* **TASK TO COMPLETE**: Transcribe only part of the material below: the lines from the one containing "use thiserror::Error;" through the one containing "the room roster", inclusive, exactly as written.

Start of DATASET CONTENT

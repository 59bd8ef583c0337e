//! Line commands typed into a tab

use thiserror::Error;

/// Placeholder for a blank form field
const BLANK: &str = "-";

#[derive(Debug, Error, PartialEq, Eq)]
pub enum CommandError {
    #[error("Unknown command '{0}' (try 'help')")]
    Unknown(String),

    #[error("Usage: {0}")]
    Usage(&'static str),
}

#[derive(Debug, Clone, PartialEq, Eq)]
pub enum Command {
    Create {
        host_name: String,
        slots: Option<usize>,
        password: Option<String>,
    },
    Join {
        room_id: String,
        host_name: String,
        your_name: String,
        password: Option<String>,
    },
    Link(String),
    Start,
    Roll,
    Kick(String),
    Leave,
    Who,
    Board,
    Invite,
    Help,
    Quit,
}

pub const HELP: &str = "\
create <host> [slots] [password]     open a new room as host
join <room> <host> <name> [password] enter a room ('-' leaves a field blank)
link <url>                           enter the room a shared link points at
start                                place everyone on the board (host)
roll                                 roll for whoever's turn it is
kick <name>                          remove a guest (host)
leave                                leave the room
who                                  list the room roster
board                                show the board
invite                               copy the room link
quit                                 leave and exit";

impl Command {
    pub fn parse(line: &str) -> Result<Option<Self>, CommandError> {
        let mut words = line.split_whitespace();
        let Some(name) = words.next() else {
            return Ok(None);
        };
        let args: Vec<&str> = words.collect();

        let command = match name.to_lowercase().as_str() {
            "create" => {
                let host_name = field(args.first().copied())
                    .ok_or(CommandError::Usage("create <host> [slots] [password]"))?;
                let slots = match args.get(1) {
                    Some(raw) => Some(
                        raw.parse::<usize>()
                            .map_err(|_| CommandError::Usage("create <host> [slots] [password]"))?,
                    ),
                    None => None,
                };
                Command::Create {
                    host_name,
                    slots,
                    password: field(args.get(2).copied()),
                }
            }
            "join" => {
                let [room_id, host_name, your_name, rest @ ..] = args.as_slice() else {
                    return Err(CommandError::Usage("join <room> <host> <name> [password]"));
                };
                Command::Join {
                    room_id: room_id.to_string(),
                    host_name: field(Some(*host_name)).unwrap_or_default(),
                    your_name: field(Some(*your_name)).unwrap_or_default(),
                    password: field(rest.first().copied()),
                }
            }
            "link" => match args.as_slice() {
                [url] => Command::Link(url.to_string()),
                _ => return Err(CommandError::Usage("link <url>")),
            },
            "kick" => {
                if args.is_empty() {
                    return Err(CommandError::Usage("kick <name>"));
                }
                Command::Kick(args.join(" "))
            }
            "start" => Command::Start,
            "roll" => Command::Roll,
            "leave" => Command::Leave,
            "who" => Command::Who,
            "board" => Command::Board,
            "invite" => Command::Invite,
            "help" | "?" => Command::Help,
            "quit" | "exit" => Command::Quit,
            other => return Err(CommandError::Unknown(other.to_string())),
        };
        Ok(Some(command))
    }
}

fn field(raw: Option<&str>) -> Option<String> {
    raw.filter(|v| *v != BLANK).map(str::to_string)
}
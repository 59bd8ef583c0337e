//! Data models for Tilehunt

mod ids;
mod participant;
mod session;

pub use ids::*;
pub use participant::*;
pub use session::*;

End of DATASET CONTENT

* **EXPECTED ANSWER**:
use thiserror::Error;

/// Placeholder for a blank form field
const BLANK: &str = "-";

#[derive(Debug, Error, PartialEq, Eq)]
pub enum CommandError {
    #[error("Unknown command '{0}' (try 'help')")]
    Unknown(String),

    #[error("Usage: {0}")]
    Usage(&'static str),
}

#[derive(Debug, Clone, PartialEq, Eq)]
pub enum Command {
    Create {
        host_name: String,
        slots: Option<usize>,
        password: Option<String>,
    },
    Join {
        room_id: String,
        host_name: String,
        your_name: String,
        password: Option<String>,
    },
    Link(String),
    Start,
    Roll,
    Kick(String),
    Leave,
    Who,
    Board,
    Invite,
    Help,
    Quit,
}

pub const HELP: &str = "\
create <host> [slots] [password]     open a new room as host
join <room> <host> <name> [password] enter a room ('-' leaves a field blank)
link <url>                           enter the room a shared link points at
start                                place everyone on the board (host)
roll                                 roll for whoever's turn it is
kick <name>                          remove a guest (host)
leave                                leave the room
who                                  list the room roster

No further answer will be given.